Yes. And I'm still waiting. He is presumed innocent until proven guilty, remember?
Waiting for him to commit murder ? Or waiting for the court to pronounce because you think only judges have brains ?
Let's remember what this "presumption of innocence" means and does not mean.
1. It most certainly does
not mean that murderers are not guilty until convicted. They are guilty when they intentionally kill a non-aggressor.
2. It most certainly does
not mean that private individuals are forbidden by any law of God or man to believe or state that a murderer is guilty of murder until he has been convicted.
3. It
does mean that for legal purposes guilt must be established by a fair trial before the murderer can be punished as such or officially treated as such.
4. It also (and chiefly) means that
during the trial the burden of proof rests on the prosecution
at least as to material facts. Hence, unless the prosecution excludes all reasonable doubt, the accused is pronounced not guilty and is immune to further legal pursuit in connection with the same incident.
5. However it does not generally mean that the burden of proof is on the prosecution once the physical fact has been established that the accused caused the death of the victim. At that point it is generally incumbent on the defence to prove that some exceptional circumstance enabled the guilty act "actus reus" to occur without the usually accompanying evil intention ("mens rea").
6. Nor does it mean that, even after acquittal, anyone who calls the acquitted party a murderer is necessarily guilty of slander before the law. Nor does it mean that civil action against the murderer for damages due as a result of the murder of which he has been acquitted is necessarily doomed to failure.
The above is correct in UK law and I think is pretty well universal.
I would summarize it by saying that the slogan "innocent until proven guilty" does not prevent anyone from making up his own mind when he thinks the evidence is sufficient. I have made up mine in the case of OP.

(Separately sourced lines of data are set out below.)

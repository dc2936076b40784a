//! Row to record conversion with coerce-or-default semantics
//!
//! A malformed or missing cell degrades to the attribute's default:
//! `None` for text and dates, zero for amounts.

use calamine::Data;
use chrono::NaiveDate;
use rust_decimal::Decimal;
use std::collections::HashMap;

use super::columns::Field;
use super::header::HeaderIndex;
use crate::types::MedicationRecord;

/// Converts raw rows of one sheet into [`MedicationRecord`]s.
///
/// Column positions are resolved once against the sheet's header.
#[derive(Debug, Clone)]
pub struct RecordMapper {
    columns: HashMap<Field, usize>,
    /// Column checked to detect blank trailer rows
    sentinel: usize,
}

impl RecordMapper {
    pub fn new(index: &HeaderIndex) -> Self {
        let columns = Field::ALL
            .iter()
            .filter_map(|field| Some((*field, index.resolve(field.aliases())?)))
            .collect();

        Self {
            columns,
            sentinel: index.first_labelled_column().unwrap_or(0),
        }
    }

    /// Column position resolved for `field`, if any alias matched
    pub fn column(&self, field: Field) -> Option<usize> {
        self.columns.get(&field).copied()
    }

    /// Fields none of whose aliases appear in the header
    pub fn unresolved(&self) -> Vec<Field> {
        Field::ALL
            .iter()
            .copied()
            .filter(|field| !self.columns.contains_key(field))
            .collect()
    }

    /// True when the first labelled column of `row` holds nothing
    pub fn is_blank(&self, row: &[Data]) -> bool {
        row.get(self.sentinel).map_or(true, is_empty_cell)
    }

    fn cell<'r>(&self, row: &'r [Data], field: Field) -> Option<&'r Data> {
        row.get(self.column(field)?)
    }

    pub fn text(&self, row: &[Data], field: Field) -> Option<String> {
        self.cell(row, field).and_then(cell_text)
    }

    pub fn decimal(&self, row: &[Data], field: Field) -> Decimal {
        self.cell(row, field).map_or(Decimal::ZERO, cell_decimal)
    }

    pub fn date(&self, row: &[Data], field: Field) -> Option<NaiveDate> {
        self.cell(row, field).and_then(cell_date)
    }

    /// Build a record from one data row. Never fails.
    pub fn map_row(&self, row: &[Data]) -> MedicationRecord {
        MedicationRecord {
            disease_group: self.text(row, Field::DiseaseGroup),
            international_code: self.text(row, Field::InternationalCode),
            international_name: self.text(row, Field::InternationalName),
            dose: self.text(row, Field::Dose),
            commercial_code: self.text(row, Field::CommercialCode),
            compensation_amount_with_tax: self.decimal(row, Field::CompensationAmountWithTax),
            compensation_amount_without_tax: self.decimal(row, Field::CompensationAmountWithoutTax),
            commercial_name: self.text(row, Field::CommercialName),
            pharmaceutical_form: self.text(row, Field::PharmaceuticalForm),
            pack_size: self.text(row, Field::PackSize),
            country: self.text(row, Field::Country),
            manufacturer: self.text(row, Field::Manufacturer),
            registration_number: self.text(row, Field::RegistrationNumber),
            registration_date: self.date(row, Field::RegistrationDate),
            atc_code: self.text(row, Field::AtcCode),
            medication_code: self.text(row, Field::MedicationCode),
            price_approval_date: self.text(row, Field::PriceApprovalDate),
            ..MedicationRecord::default()
        }
    }
}

fn is_empty_cell(cell: &Data) -> bool {
    match cell {
        Data::Empty => true,
        Data::String(s) => s.trim().is_empty(),
        _ => false,
    }
}

/// Textual form of a cell; `None` for empty and error cells.
pub fn cell_text(cell: &Data) -> Option<String> {
    let text = match cell {
        Data::Empty | Data::Error(_) => return None,
        Data::String(s) => s.trim().to_string(),
        Data::DateTime(dt) => match dt.as_datetime() {
            Some(value) => value.format("%d.%m.%Y").to_string(),
            None => cell.to_string(),
        },
        other => other.to_string(),
    };

    (!text.is_empty()).then_some(text)
}

/// Amount parsed with `.` as decimal point; zero when unparseable.
pub fn cell_decimal(cell: &Data) -> Decimal {
    match cell {
        Data::Int(i) => Decimal::from(*i),
        Data::Float(f) => f.to_string().parse().unwrap_or(Decimal::ZERO),
        Data::String(s) => s.trim().parse().unwrap_or(Decimal::ZERO),
        _ => Decimal::ZERO,
    }
}

/// Date from a `dd.mm.yyyy` text cell; `None` for anything else,
/// including cells the workbook already stores as dates.
pub fn cell_date(cell: &Data) -> Option<NaiveDate> {
    match cell {
        Data::String(s) => parse_dotted_date(s),
        _ => None,
    }
}

/// Strict `dd.mm.yyyy` parse; surrounding whitespace is ignored.
pub fn parse_dotted_date(text: &str) -> Option<NaiveDate> {
    let text = text.trim();
    let bytes = text.as_bytes();
    let well_formed = bytes.len() == 10
        && bytes.iter().enumerate().all(|(i, b)| match i {
            2 | 5 => *b == b'.',
            _ => b.is_ascii_digit(),
        });
    if !well_formed {
        return None;
    }
    NaiveDate::parse_from_str(text, "%d.%m.%Y").ok()
}

#[cfg(test)]
mod tests {
    use super::*;
    use std::str::FromStr;

    fn header() -> HeaderIndex {
        HeaderIndex::build([
            "Grupa maladiilor pentru compensare",
            "Cod DCI",
            "Suma fixă compensată per unitate de măsură inclusiv TVA",
            "Țara",
            "Data înregistrării",
        ])
    }

    fn s(text: &str) -> Data {
        Data::String(text.to_string())
    }

    #[test]
    fn test_decimal_uses_invariant_point() {
        assert_eq!(cell_decimal(&s("12.50")), Decimal::from_str("12.50").unwrap());
        assert_eq!(cell_decimal(&s("n/a")), Decimal::ZERO);
        assert_eq!(cell_decimal(&s("12,50")), Decimal::ZERO);
        assert_eq!(cell_decimal(&Data::Float(3.75)), Decimal::from_str("3.75").unwrap());
        assert_eq!(cell_decimal(&Data::Int(4)), Decimal::from(4));
        assert_eq!(cell_decimal(&Data::Empty), Decimal::ZERO);
        assert_eq!(cell_decimal(&Data::Bool(true)), Decimal::ZERO);
    }

    #[test]
    fn test_date_is_strict() {
        assert_eq!(
            cell_date(&s("15.03.2024")),
            NaiveDate::from_ymd_opt(2024, 3, 15)
        );
        assert_eq!(cell_date(&s(" 01.12.2020 ")), NaiveDate::from_ymd_opt(2020, 12, 1));
        assert_eq!(cell_date(&s("2024-03-15")), None);
        assert_eq!(cell_date(&s("1.3.2024")), None);
        assert_eq!(cell_date(&s("31.02.2024")), None);
        assert_eq!(cell_date(&s("")), None);
        assert_eq!(cell_date(&Data::Float(45366.0)), None);
    }

    #[test]
    fn test_text_of_various_cells() {
        assert_eq!(cell_text(&s("  Paracetamol ")), Some("Paracetamol".to_string()));
        assert_eq!(cell_text(&s("   ")), None);
        assert_eq!(cell_text(&Data::Empty), None);
        assert_eq!(cell_text(&Data::Int(12345)), Some("12345".to_string()));
        assert_eq!(cell_text(&Data::Float(500.0)), Some("500".to_string()));
    }

    #[test]
    fn test_alias_resolves_comma_below_country() {
        let mapper = RecordMapper::new(&header());
        assert_eq!(mapper.column(Field::Country), Some(3));
    }

    #[test]
    fn test_missing_column_yields_default() {
        let mapper = RecordMapper::new(&header());
        let row = vec![s("Diabet"), s("A10"), s("n/a"), s("Germania"), s("garbage")];
        let record = mapper.map_row(&row);

        assert_eq!(record.disease_group.as_deref(), Some("Diabet"));
        assert_eq!(record.country.as_deref(), Some("Germania"));
        assert_eq!(record.compensation_amount_with_tax, Decimal::ZERO);
        assert_eq!(record.compensation_amount_without_tax, Decimal::ZERO);
        assert_eq!(record.registration_date, None);
        assert_eq!(record.manufacturer, None);
        assert!(mapper.unresolved().contains(&Field::Manufacturer));
    }

    #[test]
    fn test_short_row_yields_defaults() {
        let mapper = RecordMapper::new(&header());
        let record = mapper.map_row(&[s("Diabet")]);
        assert_eq!(record.disease_group.as_deref(), Some("Diabet"));
        assert_eq!(record.international_code, None);
        assert_eq!(record.registration_date, None);
    }

    #[test]
    fn test_blank_row_detection() {
        let mapper = RecordMapper::new(&header());
        assert!(mapper.is_blank(&[]));
        assert!(mapper.is_blank(&[Data::Empty, s("A10")]));
        assert!(mapper.is_blank(&[s("  ")]));
        assert!(!mapper.is_blank(&[s("Diabet")]));
    }
}
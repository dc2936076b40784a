//! Logical columns of the published list and their known header spellings

/// Target attribute of a [`MedicationRecord`](crate::types::MedicationRecord)
/// read from one sheet column.
#[derive(Debug, Clone, Copy, PartialEq, Eq, Hash)]
pub enum Field {
    DiseaseGroup,
    InternationalCode,
    InternationalName,
    Dose,
    CommercialCode,
    CompensationAmountWithTax,
    CompensationAmountWithoutTax,
    CommercialName,
    PharmaceuticalForm,
    PackSize,
    Country,
    Manufacturer,
    RegistrationNumber,
    RegistrationDate,
    AtcCode,
    MedicationCode,
    PriceApprovalDate,
}

impl Field {
    pub const ALL: [Field; 17] = [
        Field::DiseaseGroup,
        Field::InternationalCode,
        Field::InternationalName,
        Field::Dose,
        Field::CommercialCode,
        Field::CompensationAmountWithTax,
        Field::CompensationAmountWithoutTax,
        Field::CommercialName,
        Field::PharmaceuticalForm,
        Field::PackSize,
        Field::Country,
        Field::Manufacturer,
        Field::RegistrationNumber,
        Field::RegistrationDate,
        Field::AtcCode,
        Field::MedicationCode,
        Field::PriceApprovalDate,
    ];

    /// Header labels for this column, canonical spelling first.
    ///
    /// The publisher alternates between cedilla and comma-below diacritics
    /// and sometimes drops diacritics altogether.
    pub fn aliases(&self) -> &'static [&'static str] {
        match self {
            Self::DiseaseGroup => &[
                "Grupa maladiilor pentru compensare",
                "Grupa maladiilor",
            ],
            Self::InternationalCode => &["Cod DCI"],
            Self::InternationalName => &[
                "Denumirea Comuna Internationala (DCI)",
                "Denumirea Comună Internațională (DCI)",
                "Denumirea Comună Internaţională (DCI)",
                "DCI",
            ],
            Self::Dose => &["Doza în SI MC", "Doza in SI MC", "Doza"],
            Self::CommercialCode => &["Cod DC"],
            Self::CompensationAmountWithTax => &[
                "Suma fixă compensată per unitate de măsură inclusiv TVA",
                "Suma fixa compensata per unitate de masura inclusiv TVA",
            ],
            Self::CompensationAmountWithoutTax => &[
                "Suma fixă compensată per unitate de măsură fără TVA",
                "Suma fixa compensata per unitate de masura fara TVA",
            ],
            Self::CommercialName => &["Denumirea comercială (DC)", "Denumirea comerciala (DC)"],
            Self::PharmaceuticalForm => &["Forma farmaceutică", "Forma farmaceutica"],
            Self::PackSize => &["Divizarea"],
            Self::Country => &["Ţara", "Țara", "Tara"],
            Self::Manufacturer => &["Firma producătoare", "Firma producatoare"],
            Self::RegistrationNumber => &[
                "Număr de înregistrare",
                "Numărul de înregistrare",
                "Numar de inregistrare",
            ],
            Self::RegistrationDate => &["Data înregistrării", "Data inregistrarii"],
            Self::AtcCode => &["Cod ATC"],
            Self::MedicationCode => &[
                "Cod medicament (Catalogul național de prețuri)",
                "Cod medicament (Catalogul naţional de preţuri)",
                "Cod medicament",
            ],
            Self::PriceApprovalDate => &[
                "Data aprobării preţului de Agenția Medicamentului și Dispozitivelor medicale",
                "Data aprobării prețului de Agenția Medicamentului și Dispozitivelor Medicale",
                "Data aprobării preţului",
            ],
        }
    }

    /// Canonical header label
    pub fn label(&self) -> &'static str {
        self.aliases()[0]
    }
}
//! Time source for expirations and the publish-date guard

use chrono::{DateTime, Local, NaiveDate, Utc};
use parking_lot::Mutex;
use std::fmt::Debug;

/// Source of the current time
pub trait Clock: Send + Sync + Debug {
    fn now(&self) -> DateTime<Utc>;

    /// Calendar date used to reject future-dated links
    fn today(&self) -> NaiveDate {
        self.now().date_naive()
    }
}

/// Wall clock; `today` follows the local timezone like the publisher does
#[derive(Debug, Clone, Copy, Default)]
pub struct SystemClock;

impl Clock for SystemClock {
    fn now(&self) -> DateTime<Utc> {
        Utc::now()
    }

    fn today(&self) -> NaiveDate {
        Local::now().date_naive()
    }
}

/// Clock that only moves when told to
#[derive(Debug)]
pub struct ManualClock {
    now: Mutex<DateTime<Utc>>,
}

impl ManualClock {
    pub fn new(start: DateTime<Utc>) -> Self {
        Self {
            now: Mutex::new(start),
        }
    }

    pub fn advance(&self, by: chrono::Duration) {
        *self.now.lock() += by;
    }

    pub fn set(&self, to: DateTime<Utc>) {
        *self.now.lock() = to;
    }
}

impl Clock for ManualClock {
    fn now(&self) -> DateTime<Utc> {
        *self.now.lock()
    }
}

In fact the case of OP is complicated by the fact that he may be guilty of knowingly murdering Reeva or just of murdering some person he believed to be behind the W.C. door and who was clearly not in the act of attacking him. I think he knew who was there, but I'm not yet sure that the court will be able to reach that conclusion formally. I think the court already has sufficient data to judge that he intentionally killed
someone.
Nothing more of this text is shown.